▸ What needs to be done
For each line below that holds the string "music", add one to a tally; report that tally alone.

Stored data entries
--
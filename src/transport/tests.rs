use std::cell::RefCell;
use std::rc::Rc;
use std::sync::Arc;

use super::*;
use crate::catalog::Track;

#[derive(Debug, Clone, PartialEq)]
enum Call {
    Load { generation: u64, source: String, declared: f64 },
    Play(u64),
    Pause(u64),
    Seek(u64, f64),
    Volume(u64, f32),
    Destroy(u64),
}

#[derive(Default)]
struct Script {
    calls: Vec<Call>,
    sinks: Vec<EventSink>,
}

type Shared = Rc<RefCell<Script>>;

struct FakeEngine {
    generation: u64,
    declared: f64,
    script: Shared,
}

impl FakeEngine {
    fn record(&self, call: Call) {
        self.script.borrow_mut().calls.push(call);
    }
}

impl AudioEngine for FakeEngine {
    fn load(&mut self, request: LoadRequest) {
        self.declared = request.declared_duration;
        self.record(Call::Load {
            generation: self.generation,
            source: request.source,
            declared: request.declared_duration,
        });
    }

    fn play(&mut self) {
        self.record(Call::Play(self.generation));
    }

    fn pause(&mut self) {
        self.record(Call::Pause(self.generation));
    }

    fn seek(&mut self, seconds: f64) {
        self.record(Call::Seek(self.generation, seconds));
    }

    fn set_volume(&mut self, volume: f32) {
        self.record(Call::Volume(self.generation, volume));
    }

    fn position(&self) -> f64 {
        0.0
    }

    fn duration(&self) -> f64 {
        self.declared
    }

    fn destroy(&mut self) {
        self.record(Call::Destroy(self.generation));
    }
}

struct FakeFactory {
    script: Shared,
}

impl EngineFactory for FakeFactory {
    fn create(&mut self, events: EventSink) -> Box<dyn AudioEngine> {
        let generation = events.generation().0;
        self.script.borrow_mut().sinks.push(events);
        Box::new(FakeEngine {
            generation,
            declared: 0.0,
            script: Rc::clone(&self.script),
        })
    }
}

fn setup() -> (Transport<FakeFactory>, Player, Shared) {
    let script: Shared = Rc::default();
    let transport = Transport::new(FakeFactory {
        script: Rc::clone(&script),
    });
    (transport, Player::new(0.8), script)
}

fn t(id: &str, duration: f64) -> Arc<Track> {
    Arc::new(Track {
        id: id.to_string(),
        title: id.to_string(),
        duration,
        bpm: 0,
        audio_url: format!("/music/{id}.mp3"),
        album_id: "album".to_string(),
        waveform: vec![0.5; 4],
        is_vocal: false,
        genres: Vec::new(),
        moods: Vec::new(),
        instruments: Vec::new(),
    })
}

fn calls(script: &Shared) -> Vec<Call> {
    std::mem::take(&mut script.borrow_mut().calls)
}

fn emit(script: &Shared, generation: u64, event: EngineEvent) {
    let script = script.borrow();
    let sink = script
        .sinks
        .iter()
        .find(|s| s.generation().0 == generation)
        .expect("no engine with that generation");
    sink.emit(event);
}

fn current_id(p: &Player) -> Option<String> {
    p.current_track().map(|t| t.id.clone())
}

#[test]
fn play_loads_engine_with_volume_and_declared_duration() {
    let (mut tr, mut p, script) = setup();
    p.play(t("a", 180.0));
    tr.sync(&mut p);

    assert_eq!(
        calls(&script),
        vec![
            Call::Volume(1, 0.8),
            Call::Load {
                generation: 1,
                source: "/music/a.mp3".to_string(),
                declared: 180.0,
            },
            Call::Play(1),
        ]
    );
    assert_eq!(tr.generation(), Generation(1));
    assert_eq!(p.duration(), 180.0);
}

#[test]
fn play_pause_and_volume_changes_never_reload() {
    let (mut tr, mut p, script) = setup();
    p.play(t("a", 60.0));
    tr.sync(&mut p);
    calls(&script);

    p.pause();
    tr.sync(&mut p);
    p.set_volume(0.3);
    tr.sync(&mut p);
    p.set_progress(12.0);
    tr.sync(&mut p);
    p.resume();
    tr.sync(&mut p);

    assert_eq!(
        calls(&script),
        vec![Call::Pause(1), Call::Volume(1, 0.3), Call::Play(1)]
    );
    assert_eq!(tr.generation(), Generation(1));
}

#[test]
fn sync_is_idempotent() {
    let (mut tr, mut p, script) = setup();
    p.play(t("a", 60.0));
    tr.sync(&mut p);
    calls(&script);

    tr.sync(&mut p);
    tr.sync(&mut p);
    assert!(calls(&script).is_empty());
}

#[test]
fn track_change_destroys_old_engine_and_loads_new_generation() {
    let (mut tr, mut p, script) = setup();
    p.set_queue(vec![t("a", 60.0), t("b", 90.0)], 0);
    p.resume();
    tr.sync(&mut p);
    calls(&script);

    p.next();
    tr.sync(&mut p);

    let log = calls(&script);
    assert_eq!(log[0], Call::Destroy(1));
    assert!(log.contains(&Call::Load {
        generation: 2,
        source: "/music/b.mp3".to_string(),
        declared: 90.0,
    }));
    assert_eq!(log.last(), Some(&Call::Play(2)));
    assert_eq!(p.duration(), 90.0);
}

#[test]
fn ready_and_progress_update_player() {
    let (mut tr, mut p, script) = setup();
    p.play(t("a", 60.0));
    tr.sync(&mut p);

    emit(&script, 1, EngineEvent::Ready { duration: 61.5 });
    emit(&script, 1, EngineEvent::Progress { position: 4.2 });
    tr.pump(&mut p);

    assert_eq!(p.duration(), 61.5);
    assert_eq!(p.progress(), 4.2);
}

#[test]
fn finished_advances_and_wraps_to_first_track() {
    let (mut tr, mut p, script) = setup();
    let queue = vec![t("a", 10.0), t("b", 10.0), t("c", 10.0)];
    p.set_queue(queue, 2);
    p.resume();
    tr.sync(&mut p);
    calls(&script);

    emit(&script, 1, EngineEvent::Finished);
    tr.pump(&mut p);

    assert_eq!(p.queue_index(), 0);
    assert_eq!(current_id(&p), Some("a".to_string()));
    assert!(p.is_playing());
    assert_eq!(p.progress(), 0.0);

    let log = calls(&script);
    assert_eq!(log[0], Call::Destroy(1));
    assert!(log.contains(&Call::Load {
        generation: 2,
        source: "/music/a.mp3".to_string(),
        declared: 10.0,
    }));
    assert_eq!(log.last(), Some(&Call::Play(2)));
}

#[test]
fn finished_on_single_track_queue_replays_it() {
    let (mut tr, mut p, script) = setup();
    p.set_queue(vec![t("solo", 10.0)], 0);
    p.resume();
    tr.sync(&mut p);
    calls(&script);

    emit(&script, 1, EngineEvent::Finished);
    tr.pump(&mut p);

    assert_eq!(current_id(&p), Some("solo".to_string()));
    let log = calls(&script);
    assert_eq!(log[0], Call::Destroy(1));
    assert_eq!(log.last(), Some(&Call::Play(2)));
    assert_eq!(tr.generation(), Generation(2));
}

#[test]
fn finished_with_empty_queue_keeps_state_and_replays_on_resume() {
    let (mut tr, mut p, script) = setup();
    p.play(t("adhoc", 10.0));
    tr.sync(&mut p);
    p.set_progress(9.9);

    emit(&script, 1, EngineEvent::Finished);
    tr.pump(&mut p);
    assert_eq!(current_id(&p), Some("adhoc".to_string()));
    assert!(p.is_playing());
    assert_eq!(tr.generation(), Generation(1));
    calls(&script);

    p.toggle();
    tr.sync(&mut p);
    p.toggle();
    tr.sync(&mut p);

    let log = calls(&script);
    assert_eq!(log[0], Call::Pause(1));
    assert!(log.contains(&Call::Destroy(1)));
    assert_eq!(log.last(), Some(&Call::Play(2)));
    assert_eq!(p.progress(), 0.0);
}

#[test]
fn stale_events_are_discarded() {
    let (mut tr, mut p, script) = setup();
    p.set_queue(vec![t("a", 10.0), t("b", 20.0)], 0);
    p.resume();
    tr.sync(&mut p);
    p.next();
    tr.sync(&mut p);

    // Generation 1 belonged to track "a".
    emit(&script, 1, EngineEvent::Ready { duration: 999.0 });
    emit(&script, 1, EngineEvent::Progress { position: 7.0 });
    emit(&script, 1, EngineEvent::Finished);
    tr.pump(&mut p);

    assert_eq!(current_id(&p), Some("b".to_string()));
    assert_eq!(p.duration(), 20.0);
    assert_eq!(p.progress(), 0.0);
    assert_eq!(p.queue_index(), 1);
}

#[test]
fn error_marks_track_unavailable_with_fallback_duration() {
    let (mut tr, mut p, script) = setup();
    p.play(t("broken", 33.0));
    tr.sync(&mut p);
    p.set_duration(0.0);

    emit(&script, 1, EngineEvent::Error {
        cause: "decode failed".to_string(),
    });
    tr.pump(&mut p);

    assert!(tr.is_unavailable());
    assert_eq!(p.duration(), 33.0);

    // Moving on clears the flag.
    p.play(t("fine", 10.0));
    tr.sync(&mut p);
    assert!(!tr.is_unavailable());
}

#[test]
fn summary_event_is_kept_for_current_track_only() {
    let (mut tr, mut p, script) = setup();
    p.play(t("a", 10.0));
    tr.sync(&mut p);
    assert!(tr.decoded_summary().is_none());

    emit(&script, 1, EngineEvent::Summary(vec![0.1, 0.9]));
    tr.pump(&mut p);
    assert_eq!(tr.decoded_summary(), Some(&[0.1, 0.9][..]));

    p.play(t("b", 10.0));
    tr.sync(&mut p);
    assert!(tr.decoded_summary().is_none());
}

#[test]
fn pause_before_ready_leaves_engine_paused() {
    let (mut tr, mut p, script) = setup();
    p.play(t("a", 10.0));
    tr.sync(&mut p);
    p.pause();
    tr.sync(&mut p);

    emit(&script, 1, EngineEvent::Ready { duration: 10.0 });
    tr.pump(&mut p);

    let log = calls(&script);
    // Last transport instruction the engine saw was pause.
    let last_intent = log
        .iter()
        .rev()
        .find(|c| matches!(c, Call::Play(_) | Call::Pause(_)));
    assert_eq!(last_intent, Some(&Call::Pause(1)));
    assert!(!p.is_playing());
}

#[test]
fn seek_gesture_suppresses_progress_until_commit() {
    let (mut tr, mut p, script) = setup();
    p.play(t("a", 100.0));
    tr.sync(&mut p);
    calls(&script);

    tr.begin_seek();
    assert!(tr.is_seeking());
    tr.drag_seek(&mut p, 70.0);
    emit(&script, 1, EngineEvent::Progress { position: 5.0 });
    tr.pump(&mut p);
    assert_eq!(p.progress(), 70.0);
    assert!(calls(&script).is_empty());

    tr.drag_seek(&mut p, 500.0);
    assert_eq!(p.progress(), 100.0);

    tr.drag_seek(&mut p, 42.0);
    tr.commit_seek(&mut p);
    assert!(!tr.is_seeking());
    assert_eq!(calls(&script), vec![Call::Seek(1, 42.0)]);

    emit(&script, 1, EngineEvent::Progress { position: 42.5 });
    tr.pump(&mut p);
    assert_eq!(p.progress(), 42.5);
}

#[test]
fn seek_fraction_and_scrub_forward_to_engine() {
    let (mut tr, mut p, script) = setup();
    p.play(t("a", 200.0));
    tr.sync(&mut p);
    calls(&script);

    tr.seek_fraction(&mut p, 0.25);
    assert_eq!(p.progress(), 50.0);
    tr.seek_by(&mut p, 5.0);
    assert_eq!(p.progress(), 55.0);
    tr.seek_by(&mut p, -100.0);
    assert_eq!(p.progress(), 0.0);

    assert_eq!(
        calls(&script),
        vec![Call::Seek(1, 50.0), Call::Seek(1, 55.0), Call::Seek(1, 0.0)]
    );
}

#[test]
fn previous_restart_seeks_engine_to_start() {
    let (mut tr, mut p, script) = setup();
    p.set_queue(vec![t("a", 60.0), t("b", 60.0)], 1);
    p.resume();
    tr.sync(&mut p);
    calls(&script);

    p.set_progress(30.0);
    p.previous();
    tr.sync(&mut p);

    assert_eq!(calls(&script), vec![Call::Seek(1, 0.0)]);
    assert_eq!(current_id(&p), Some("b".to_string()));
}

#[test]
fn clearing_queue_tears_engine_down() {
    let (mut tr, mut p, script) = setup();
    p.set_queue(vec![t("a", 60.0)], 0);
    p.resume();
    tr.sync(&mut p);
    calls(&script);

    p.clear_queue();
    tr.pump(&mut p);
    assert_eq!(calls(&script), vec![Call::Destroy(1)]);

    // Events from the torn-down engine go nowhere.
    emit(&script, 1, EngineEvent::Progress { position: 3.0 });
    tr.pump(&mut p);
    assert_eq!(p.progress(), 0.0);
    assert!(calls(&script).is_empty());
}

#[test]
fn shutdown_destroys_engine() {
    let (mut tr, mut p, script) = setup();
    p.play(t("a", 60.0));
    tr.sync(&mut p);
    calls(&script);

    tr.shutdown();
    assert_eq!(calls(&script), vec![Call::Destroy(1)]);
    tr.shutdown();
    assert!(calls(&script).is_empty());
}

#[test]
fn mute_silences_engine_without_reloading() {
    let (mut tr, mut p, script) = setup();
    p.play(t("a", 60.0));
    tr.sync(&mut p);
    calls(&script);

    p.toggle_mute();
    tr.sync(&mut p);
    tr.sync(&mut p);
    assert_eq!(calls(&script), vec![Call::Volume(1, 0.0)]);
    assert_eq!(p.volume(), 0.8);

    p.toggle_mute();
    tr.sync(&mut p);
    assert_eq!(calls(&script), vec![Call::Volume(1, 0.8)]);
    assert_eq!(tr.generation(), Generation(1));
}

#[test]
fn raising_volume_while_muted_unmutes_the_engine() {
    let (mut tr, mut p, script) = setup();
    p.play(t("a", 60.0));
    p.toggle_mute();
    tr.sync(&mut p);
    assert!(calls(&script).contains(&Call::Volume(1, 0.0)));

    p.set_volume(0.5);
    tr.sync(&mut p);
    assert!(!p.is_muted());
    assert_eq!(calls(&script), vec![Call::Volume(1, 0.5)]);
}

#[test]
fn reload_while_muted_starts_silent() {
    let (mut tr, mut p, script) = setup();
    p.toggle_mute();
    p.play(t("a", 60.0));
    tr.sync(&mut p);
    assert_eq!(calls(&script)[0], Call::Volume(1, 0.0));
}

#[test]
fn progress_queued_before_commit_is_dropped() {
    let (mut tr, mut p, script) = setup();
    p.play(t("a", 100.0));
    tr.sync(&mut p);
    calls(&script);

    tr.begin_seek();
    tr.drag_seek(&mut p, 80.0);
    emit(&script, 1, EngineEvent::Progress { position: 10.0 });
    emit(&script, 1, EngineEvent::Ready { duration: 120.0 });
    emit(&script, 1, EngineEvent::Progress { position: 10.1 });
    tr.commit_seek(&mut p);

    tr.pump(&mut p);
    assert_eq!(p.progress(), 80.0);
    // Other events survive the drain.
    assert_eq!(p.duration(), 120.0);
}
--
▸ Your response
4